The bill, sponsored by Foote and Rep. Brittany Pettersen of Lakewood, would not only have to clear the divided State legislature but also be approved by voters in November. So it has a long way to go.
But similar bills became law in Montana and Oregon, picking up bipartisan support along the way, according to the bill's sponsors.
So you'd think a bill like this would have a chance here in Colorado, where the public is overwhelmingly in favor of such measures, according to a poll sent to reporters yesterday by ProgressNow Colorado.

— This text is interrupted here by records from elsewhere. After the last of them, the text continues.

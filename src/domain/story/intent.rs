//! Intent of a user turn.
//!
//! The generation backend answers classification requests with a bare integer
//! code. Inside the crate that code is always carried as an [`Intent`], so a
//! routing decision over intents is checked for exhaustiveness by the
//! compiler. Codes outside `0..=3` never become an `Intent`.

use serde::{Deserialize, Serialize};
use std::fmt;
use thiserror::Error;

/// Closed classification of a user turn's purpose.
#[derive(Debug, Clone, Copy, PartialEq, Eq, Hash, Serialize, Deserialize)]
#[serde(rename_all = "snake_case")]
pub enum Intent {
    /// Not a story request at all (code 0).
    OffTopic,
    /// A story request that violates the content policy (code 1).
    Unsafe,
    /// A request for a brand-new story (code 2).
    NewStory,
    /// A request to continue or change the current story (code 3).
    Extend,
}

/// Raised when an integer does not name a supported intent.
///
/// Codes 4 and above are reserved and deliberately not mapped.
#[derive(Debug, Clone, Copy, PartialEq, Eq, Error)]
#[error("intent code {0} is outside the supported range 0..=3")]
pub struct UnknownIntentCode(pub i64);

impl Intent {
    /// Every intent, in code order.
    pub const ALL: [Intent; 4] = [
        Intent::OffTopic,
        Intent::Unsafe,
        Intent::NewStory,
        Intent::Extend,
    ];

    /// Returns the persisted integer code.
    pub fn code(self) -> i16 {
        match self {
            Intent::OffTopic => 0,
            Intent::Unsafe => 1,
            Intent::NewStory => 2,
            Intent::Extend => 3,
        }
    }

    /// Maps an integer code back onto an intent.
    pub fn from_code(code: i64) -> Result<Self, UnknownIntentCode> {
        match code {
            0 => Ok(Intent::OffTopic),
            1 => Ok(Intent::Unsafe),
            2 => Ok(Intent::NewStory),
            3 => Ok(Intent::Extend),
            other => Err(UnknownIntentCode(other)),
        }
    }

    /// True for the intents whose model reply carries a story.
    pub fn carries_story(self) -> bool {
        matches!(self, Intent::NewStory | Intent::Extend)
    }
}

impl fmt::Display for Intent {
    fn fmt(&self, f: &mut fmt::Formatter<'_>) -> fmt::Result {
        let s = match self {
            Intent::OffTopic => "off_topic",
            Intent::Unsafe => "unsafe",
            Intent::NewStory => "new_story",
            Intent::Extend => "extend",
        };
        write!(f, "{}", s)
    }
}
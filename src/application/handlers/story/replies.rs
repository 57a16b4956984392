//! Fixed replies sent without calling the generation backend.

/// Reply to a turn that is not about stories.
pub const OFF_TOPIC_REPLY: &str = "I don't think I can help with that.";

/// Reply to a story request that is not suitable for children.
pub const UNSAFE_REPLY: &str =
    "I'm sorry, but I can't tell that story. Let's think of a different one that is safe and fun for everyone!";

/// Reply to an extend request in a conversation without a story.
pub const NO_STORY_REPLY: &str =
    "There is no story here to continue yet. Ask me for a new story first!";

/// Question asked before starting a new story inside an existing conversation.
pub const CONFIRM_NEW_STORY_PROMPT: &str =
    "Starting a new story will leave the current one behind. Do you want to start a new story? (y/n)";

/// Reply when the user declines to start a new story.
pub const CANCELLED_REPLY: &str = "Okay, we'll keep going with the current story.";
//! PostgreSQL implementation of StoryAssignmentRepository.

use async_trait::async_trait;
use sqlx::postgres::PgRow;
use sqlx::{PgPool, Row};

use crate::domain::conversation::StoryAssignment;
use crate::domain::foundation::{AssignmentId, ConversationId, DomainError, Timestamp};
use crate::ports::StoryAssignmentRepository;

use super::message_log::map_insert_error;

/// PostgreSQL implementation of StoryAssignmentRepository.
#[derive(Clone)]
pub struct PostgresAssignmentRepository {
    pool: PgPool,
}

impl PostgresAssignmentRepository {
    /// Creates a new PostgresAssignmentRepository.
    pub fn new(pool: PgPool) -> Self {
        Self { pool }
    }
}

#[async_trait]
impl StoryAssignmentRepository for PostgresAssignmentRepository {
    async fn save(&self, assignment: &StoryAssignment) -> Result<(), DomainError> {
        sqlx::query(
            r#"
            INSERT INTO story_assignment (id, conversation_id, child_username, title, assigned_at)
            VALUES ($1, $2, $3, $4, $5)
            "#,
        )
        .bind(assignment.id.as_uuid())
        .bind(assignment.conversation_id.as_uuid())
        .bind(&assignment.child_username)
        .bind(&assignment.title)
        .bind(assignment.assigned_at.as_datetime())
        .execute(&self.pool)
        .await
        .map_err(|e| map_insert_error(e, &assignment.conversation_id, "story assignment"))?;

        Ok(())
    }

    async fn for_child(&self, child_username: &str) -> Result<Vec<StoryAssignment>, DomainError> {
        let rows = sqlx::query(
            r#"
            SELECT id, conversation_id, child_username, title, assigned_at
            FROM story_assignment
            WHERE child_username = $1
            ORDER BY assigned_at DESC
            "#,
        )
        .bind(child_username)
        .fetch_all(&self.pool)
        .await
        .map_err(|e| DomainError::database(format!("Failed to fetch story assignments: {}", e)))?;

        Ok(rows.iter().map(row_to_assignment).collect())
    }
}

fn row_to_assignment(row: &PgRow) -> StoryAssignment {
    let id: uuid::Uuid = row.get("id");
    let conversation_id: uuid::Uuid = row.get("conversation_id");
    let assigned_at: chrono::DateTime<chrono::Utc> = row.get("assigned_at");

    StoryAssignment {
        id: AssignmentId::from_uuid(id),
        conversation_id: ConversationId::from_uuid(conversation_id),
        child_username: row.get("child_username"),
        title: row.get("title"),
        assigned_at: Timestamp::from_datetime(assigned_at),
    }
}
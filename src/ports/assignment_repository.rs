//! Story assignment repository port.

use crate::domain::conversation::StoryAssignment;
use crate::domain::foundation::DomainError;
use async_trait::async_trait;

/// Persistence for stories handed to child accounts.
///
/// Assignments are removed together with the conversation they were made
/// from; see [`MessageLog::delete`](super::MessageLog::delete).
#[async_trait]
pub trait StoryAssignmentRepository: Send + Sync {
    /// Save a new assignment.
    ///
    /// # Errors
    ///
    /// - `ConversationNotFound` if the conversation doesn't exist
    /// - `DatabaseError` on persistence failure
    async fn save(&self, assignment: &StoryAssignment) -> Result<(), DomainError>;

    /// Returns the assignments for a child, newest first.
    async fn for_child(&self, child_username: &str) -> Result<Vec<StoryAssignment>, DomainError>;
}

#[cfg(test)]
mod tests {
    use super::*;

    #[test]
    fn story_assignment_repository_is_object_safe() {
        fn _accepts_dyn(_repo: &dyn StoryAssignmentRepository) {}
    }
}
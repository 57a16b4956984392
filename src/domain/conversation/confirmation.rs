//! Answer to a "start a new story?" confirmation prompt.

use std::str::FromStr;

use crate::domain::foundation::ValidationError;

/// The user's answer in the confirmation handshake.
#[derive(Debug, Clone, Copy, PartialEq, Eq, Hash)]
pub enum Confirmation {
    /// Abandon the current thread and start a new story.
    Yes,
    /// Keep the current thread; nothing changes.
    No,
}

impl FromStr for Confirmation {
    type Err = ValidationError;

    /// Accepts `y` or `n`, ignoring surrounding whitespace and ASCII case.
    fn from_str(s: &str) -> Result<Self, Self::Err> {
        let answer = s.trim();
        if answer.eq_ignore_ascii_case("y") {
            Ok(Confirmation::Yes)
        } else if answer.eq_ignore_ascii_case("n") {
            Ok(Confirmation::No)
        } else {
            Err(ValidationError::invalid_format(
                "confirmation",
                format!("expected 'y' or 'n', got '{}'", answer),
            ))
        }
    }
}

"The data is clear: Coloradans are keenly aware of the loopholes big corporations exploit to avoid paying taxes, and they are tired of the double standard," said ProgressNow Director Amy Runyon-Harms in a statement. "Legislation to require corporations to report profits diverted to overseas tax havens is a political winner as well as the right thing to do. Every taxpayer deserves to know that big corporations are paying their fair share for the basic functions of government we all rely on."
The Denver Post's Joey Bunch reported yesterday that the legislation is opposed by The Colorado Association of Commerce and Industry:
We understand the intent to eliminate the shifting of income to tax havens to avoid Colorado taxes," said Loren Furman, CACI's senior vice president for state and federal relations. "But, there are many instances where legitimate business is conducted in these countries, and that income may not have been subject to Colorado tax.
But it's hard to see why this is a concern, if you look at how the bill would work: Ed Sealover at the Denver Business Journal explained this:
Colorado law currently requires companies doing business here to pay taxes on the portion of national income that the corporation generates in this state. But that equation gets more complicated with companies that off-shore some of their business by setting up subsidiaries in tax-friendly countries, transferring intellectual properties to those subsidiaries and have the subsidiaries sell that property -- such as, say, a logo -- back to the main corporation for a cost that sometimes can be as large as the overall profit that corporation makes in the U.S., Foote said.
So will people believe The Colorado Association of Commerce and Industry? Or will they believe Pettersen when she says, "Big corporations shouldn't leave the rest of us on the hook because they know how to game the system and avoid paying their fair share."